## Source records
((

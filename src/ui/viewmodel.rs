//! View model types representing the renderable roster.
//!
//! View models are computed from application state by
//! `AppState::compute_viewmodel()` and consumed by the renderer. They carry
//! display-ready strings only; escaping happens in the components.
//!
//! # Example
//!
//! ```rust
//! use rosterview::ui::viewmodel::{RosterViewModel, TableViewModel};
//!
//! let vm = RosterViewModel::Flat(TableViewModel { rows: vec![], show_avatar: true });
//! assert_eq!(vm.row_count(), 0);
//! ```

use crate::domain::Student;

/// Column headings shared by every table, in display order.
pub const COLUMNS: [&str; 7] = ["ID", "Name", "Gender", "Class", "Marks", "Passing", "Email"];

/// Heading of the first grouped table.
pub const MALE_TITLE: &str = "Male Students";

/// Heading of the second grouped table.
pub const FEMALE_TITLE: &str = "Female Students";

/// Complete view model for the table container.
#[derive(Debug, Clone, PartialEq, Eq)]
pub enum RosterViewModel {
    /// One table with avatars.
    Flat(TableViewModel),
    /// Labeled tables without avatars, male first.
    Grouped(Vec<GroupViewModel>),
}

impl RosterViewModel {
    /// Number of body rows across all tables.
    #[must_use]
    pub fn row_count(&self) -> usize {
        match self {
            Self::Flat(table) => table.rows.len(),
            Self::Grouped(groups) => groups.iter().map(|g| g.table.rows.len()).sum(),
        }
    }
}

/// One table: a header row plus one body row per student.
#[derive(Debug, Clone, PartialEq, Eq)]
pub struct TableViewModel {
    /// Body rows in display order.
    pub rows: Vec<RowViewModel>,
    /// Whether the name cell carries the avatar image.
    pub show_avatar: bool,
}

impl TableViewModel {
    /// Builds a table from students, preserving their order.
    #[must_use]
    pub fn from_students(students: &[Student], show_avatar: bool) -> Self {
        Self {
            rows: students.iter().map(RowViewModel::from).collect(),
            show_avatar,
        }
    }
}

/// A titled table in the grouped view.
#[derive(Debug, Clone, PartialEq, Eq)]
pub struct GroupViewModel {
    /// Heading rendered above the table.
    pub title: String,
    /// The group's table.
    pub table: TableViewModel,
}

/// Display values for one student row.
#[derive(Debug, Clone, PartialEq, Eq)]
pub struct RowViewModel {
    pub id: String,
    /// "first last".
    pub name: String,
    pub avatar_src: String,
    pub gender: String,
    pub class_label: String,
    pub marks: String,
    /// Drives the passing/failed cell style.
    pub passing: bool,
    /// "Passing" or "Failed".
    pub passing_label: String,
    pub email: String,
}

impl From<&Student> for RowViewModel {
    fn from(student: &Student) -> Self {
        Self {
            id: student.id.clone(),
            name: student.full_name(),
            avatar_src: student.img_src.clone(),
            gender: student.gender.clone(),
            class_label: student.class_label.to_string(),
            marks: student.marks_text(),
            passing: student.passing,
            passing_label: student.passing_label().to_string(),
            email: student.email.clone(),
        }
    }
}

#[cfg(test)]
mod tests {
    use super::*;
    use crate::roster::test_support::roster;

    #[test]
    fn test_row_maps_every_column() {
        let students = roster();
        let row = RowViewModel::from(&students[1]);

        assert_eq!(row.id, "2");
        assert_eq!(row.name, "Bo Chan");
        assert_eq!(row.gender, "Male");
        assert_eq!(row.class_label, "9");
        assert_eq!(row.marks, "90");
        assert_eq!(row.passing_label, "Failed");
        assert_eq!(row.email, "bo@example.com");
        assert_eq!(row.avatar_src, "https://img.example.com/2.png");
    }

    #[test]
    fn test_row_count_spans_groups() {
        let students = roster();
        let vm = RosterViewModel::Grouped(vec![
            GroupViewModel {
                title: MALE_TITLE.to_string(),
                table: TableViewModel::from_students(&students[1..2], false),
            },
            GroupViewModel {
                title: FEMALE_TITLE.to_string(),
                table: TableViewModel::from_students(&students[2..], false),
            },
        ]);

        assert_eq!(vm.row_count(), 3);
    }
}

))

## What you have to do
Select, from the listing, all lines that include the word "Flat".

## Response below
//! let vm = RosterViewModel::Flat(TableViewModel { rows: vec![], show_avatar: true });
    Flat(TableViewModel),
            Self::Flat(table) => table.rows.len(),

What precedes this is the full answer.